Las dos espaldas del ensayo
“En el año de Cristo de 1571, a la edad de 38, en la víspera de su aniversario, durante las calendas de marzo, Michel de Montaigne, ya desde tiempo atrás cansado de la esclavitud de la corte y de los empleos públicos, se refugió, todavía en pleno vigor, en el seno de las musas, para encontrar ahí la calma y la entera seguridad, para pasar el resto de los días que le queden por vivir”. Es el propio Montaigne quien coloca solemnemente la inscripción en su castillo. Se trata del recortadatorio de una determinación vital. La decisión de cumplir los votos de paseante.
Ilustración: Adrián Pérez
En la dedicación a su obra se encuentra una resistencia a las seducciones de la hazaña, a las ilusiones del héroe. Una sólida convicción antiépica. La actividad política, la intervención en la vida pública es una esclavitud que rechaza enfáticamente. El escritor desoye el llamado de la responsabilidad, rompe con el hábito de la influencia para refugiarse en su torre. Ante las convulsiones de su tiempo opta por el retiro. El paseo, la conversación, la lectura y la escritura habrán de llenar sus días. Los ensayos que escribe pueden leerse así como una apuesta por la impotencia. “No puedo llevar el registro de mi vida por mis acciones”, escribe pensando en la vanidad. No vive en la actividad sino en la cavilación. Sólo con mis fantasías, sugiere, podrá delinearse mi biografía. La aportación que quiere hacerle a su siglo es el ocio: “en una época en la que hacer el mal es tan común, limitarse a hacer algo inútil es casi loable”. No es injusta por eso la denuncia del ensayo como expresión inservible, una forma de la cobardía, de la indecisión, de la indolencia. Puede ser cierto: desde su nacimiento le ha dado la espalda a la acción.

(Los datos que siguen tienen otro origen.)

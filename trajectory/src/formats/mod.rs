mod feature_collection;
mod kml;
pub mod legacy;
mod local_csv;
mod traj;
mod wgs84_csv;

use std::path::Path;

use crate::{Error, Result, Trajectory};

pub use self::legacy::{LegacyPath, Marker};

/// Every file format a trajectory can be read from and written to
#[derive(Clone, Copy, Debug, PartialEq, Eq, PartialOrd, Ord, Hash)]
pub enum FormatKind {
    /// The JSON format with columns, sections and annotations
    Traj,
    /// The old whitespace-separated text format
    Legacy,
    Kml,
    /// Latitude, longitude, altitude rows
    Wgs84Csv,
    /// Rows in the local frame, with arbitrary columns
    Csv,
    GeoJson,
}

// Longer suffixes first, so ".wgs84.csv" wins over ".csv"
const SUFFIXES: [(&str, FormatKind); 6] = [
    (".wgs84.csv", FormatKind::Wgs84Csv),
    (".geojson", FormatKind::GeoJson),
    (".traj", FormatKind::Traj),
    (".txt", FormatKind::Legacy),
    (".kml", FormatKind::Kml),
    (".csv", FormatKind::Csv),
];

impl FormatKind {
    pub fn all() -> impl Iterator<Item = FormatKind> {
        SUFFIXES.iter().map(|(_, kind)| *kind)
    }

    pub fn from_path<P: AsRef<Path>>(path: P) -> Result<Self> {
        let path = path.as_ref();
        let name = path
            .file_name()
            .map(|x| x.to_string_lossy())
            .unwrap_or_default();
        SUFFIXES
            .iter()
            .find(|(suffix, _)| name.ends_with(suffix))
            .map(|(_, kind)| *kind)
            .ok_or_else(|| Error::UnsupportedFormat(path.to_path_buf()))
    }

    pub fn suffix(self) -> &'static str {
        SUFFIXES
            .iter()
            .find(|(_, kind)| *kind == self)
            .map(|(suffix, _)| *suffix)
            .unwrap_or_default()
    }

    /// Which parts of a trajectory survive writing and reading back in this format
    pub fn keeps_sections(self) -> bool {
        matches!(
            self,
            FormatKind::Traj | FormatKind::Legacy | FormatKind::GeoJson
        )
    }

    pub fn keeps_annotations(self) -> bool {
        matches!(self, FormatKind::Traj | FormatKind::GeoJson)
    }

    pub fn decode(self, input: &str) -> Result<Trajectory> {
        match self {
            FormatKind::Traj => traj::decode(input),
            FormatKind::Legacy => legacy::decode(input).map(|legacy| legacy.trajectory),
            FormatKind::Kml => kml::decode(input),
            FormatKind::Wgs84Csv => wgs84_csv::decode(input),
            FormatKind::Csv => local_csv::decode(input),
            FormatKind::GeoJson => feature_collection::decode(input),
        }
    }

    pub fn encode(self, traj: &Trajectory) -> Result<String> {
        match self {
            FormatKind::Traj => traj::encode(traj),
            FormatKind::Legacy => legacy::encode(traj),
            FormatKind::Kml => kml::encode(traj),
            FormatKind::Wgs84Csv => wgs84_csv::encode(traj),
            FormatKind::Csv => local_csv::encode(traj),
            FormatKind::GeoJson => feature_collection::encode(traj),
        }
    }
}

/// Reads a trajectory, picking the format from the file name. The trajectory is named after the
/// file.
pub fn load<P: AsRef<Path>>(path: P) -> Result<Trajectory> {
    let path = path.as_ref();
    let kind = FormatKind::from_path(path)?;
    let input = fs_err::read_to_string(path)?;
    let mut traj = kind.decode(&input)?;
    if let Some(name) = path.file_name() {
        traj.set_name(name.to_string_lossy());
    }
    info!(
        "Loaded {} points in {} sections from {}",
        traj.len(),
        traj.num_sections(),
        path.display()
    );
    Ok(traj)
}

/// Writes a trajectory, picking the format from the file name. The whole file is written at once,
/// not atomically.
pub fn save<P: AsRef<Path>>(traj: &Trajectory, path: P) -> Result<()> {
    let path = path.as_ref();
    let kind = FormatKind::from_path(path)?;
    let output = kind.encode(traj)?;
    fs_err::write(path, output)?;
    info!("Wrote {} points to {}", traj.len(), path.display());
    Ok(())
}

/// Rounds to a fixed number of decimals, like the precision of geodetic output
fn round_to(x: f64, decimals: i32) -> f64 {
    let scale = 10f64.powi(decimals);
    (x * scale).round() / scale
}

/// The x and y of every point, failing when the trajectory is empty
fn require_points(traj: &Trajectory, format: &str) -> Result<Vec<(f64, f64)>> {
    if traj.is_empty() {
        return Err(Error::format(format!(
            "can't write an empty trajectory as {format}"
        )));
    }
    Ok(traj.positions())
}
use anyhow::Result;

use trajectory::{AnnotationKind, GeoPoint, Trajectory};

use crate::{Direction, PlannerState, SegmentType};

/// The zone label covering swaths
pub const WORK_ZONE: &str = "work";
/// The zone label covering turns between swaths
pub const TURN_ZONE: &str = "uturn";

/// Turns a sequence of planner states into a trajectory, one state at a time. Reversing starts a
/// new section, and switching between swaths and turns closes one zone and opens the other.
pub struct ZoneAnnotator {
    prev_dir: Option<Direction>,
    prev_type: SegmentType,
    // The index the next state will get
    idx: usize,
}

impl Default for ZoneAnnotator {
    fn default() -> Self {
        Self::new()
    }
}

impl ZoneAnnotator {
    pub fn new() -> Self {
        Self {
            prev_dir: None,
            prev_type: SegmentType::Turn,
            idx: 0,
        }
    }

    /// The trajectory needs x, y and speed columns. Speed is stored signed, negative in reverse.
    pub fn push<S: PlannerState>(&mut self, traj: &mut Trajectory, state: &S) -> Result<()> {
        let dir = state.direction();
        if self.prev_dir.map(|prev| prev != dir).unwrap_or(false) {
            traj.append_section::<[f64; 3]>(&[])?;
        }

        let segment_type = state.segment_type();
        if segment_type != self.prev_type {
            let (exit, enter) = match segment_type {
                SegmentType::Turn => (WORK_ZONE, TURN_ZONE),
                SegmentType::Swath => (TURN_ZONE, WORK_ZONE),
            };
            if self.idx > 0 {
                traj.append_annotation(AnnotationKind::ZoneExit, exit, self.idx - 1);
            }
            traj.append_annotation(AnnotationKind::ZoneEnter, enter, self.idx);
        }

        let pos = state.position();
        traj.append_point(&[pos.x, pos.y, state.velocity() * dir.sign()])?;

        self.prev_dir = Some(dir);
        self.prev_type = segment_type;
        self.idx += 1;
        Ok(())
    }

    /// Closes the work zone on the last state. Paths that end in a turn are left unbalanced.
    pub fn finish(self, traj: &mut Trajectory) {
        if self.idx > 0 {
            traj.append_annotation(AnnotationKind::ZoneExit, WORK_ZONE, self.idx - 1);
        }
    }
}

/// Builds an annotated trajectory with columns x, y and speed from all of the states.
pub fn annotate<S: PlannerState>(states: &[S], anchor: GeoPoint) -> Result<Trajectory> {
    let mut traj = Trajectory::new(
        vec!["x".to_string(), "y".to_string(), "speed".to_string()],
        anchor,
    )?;
    let mut annotator = ZoneAnnotator::new();
    for state in states {
        annotator.push(&mut traj, state)?;
    }
    annotator.finish(&mut traj);
    debug!(
        "Annotated {} states into {} sections with {} zone markers",
        traj.len(),
        traj.num_sections(),
        traj.annotations().len()
    );
    Ok(traj)
}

Montaigne acaricia el paso del mundo. No busca descifrar los resortes de la naturaleza, tan sólo aspira a comprender sus sugerencias. Observador inquieto, no se detiene a destejer pacientemente los filamentos vegetales ni inserta el bisturí en el cuerpo para entender la mecánica de las tripas. Se fastidia con la línea recta, le aburren los trazos de la geometría. Si en el mismo ensayo sobre la vanidad pide que no se le tome por filósofo, es porque quiere registrar con honestidad su alegría y su pesadumbre, antes que ligar con certeza las causas y los efectos. No se desvela desenterrando el origen o imaginando el propósito final. La ciencia es para él muy poca cosa si no se acopla a la inteligencia. No es infrecuente su burla de la academia boba, de la erudición ignorante, de la torpe pericia. Sabe que sería estúpido desconocer los servicios de la ciencia, pero advierte que no la estima tanto como sus contemporáneos. En la ciencia no nace la virtud. La prosa de la sutileza no cuaja en fórmulas, en teoremas, en concepto. El moralista vacilante no es un hombre de ciencia porque no le apetece la verdad.
Se ha visto al ensayo una y otra vez como un género mestizo, como un puente entre lenguajes y saberes. Una ciencia, diría Ortega y Gasset, que afirma sin mostrar su comprobante. Como un espacio intermedio entre el tratado y el aforismo, lo entendió Octavio Paz. Ni la enciclopedia de una disciplina ni una revelación fotográfica. Tal vez, en función de las renuncias de Montaigne, el puente del ensayo podría situarse entre otras fórmulas de la simplificación. El panfleto, por una parte, y el teorema, por la otra. En el panfleto se condensa la pasión combativa. Su denuncia y sus burlas son órdenes. Literatura imperativa. En el otro extremo se ubica el teorema, glacial proposición irrebatible. Una verdad que ha sido puntualmente demostrada. Una verdad fija, exacta, universal e irrefutable.
Porque no ordena ni demuestra, el ensayo se ubica ahí: entre el panfleto y el teorema. Su explícita renuncia a la autoridad lo pone contra el mandón y el maestro. No pretende dirigir la voluntad de nadie ni presenta las escrituras de la verdad. El andarín pasea y le basta. Escribe caminando o montando su caballo. Al escribir sobre la experiencia o sobre los caníbales, sobre el dedo pulgar o la muerte da la espalda a las dos seducciones de la modernidad: la política y la ciencia. No busca el dominio de los otros ni se pretende emisario de la verdad. Nos acompaña, no nos conduce. Montaigne no quiere seguidores porque sabe que “quien sigue a otro no sigue nada, nada encuentra, ni siquiera busca nada”.
Jesús Silva-Herzog Márquez
Profesor de la Escuela de Gobierno del Tecnológico de Monterrey. Entre sus libros: La idiotez de lo perfecto y Andar y ver.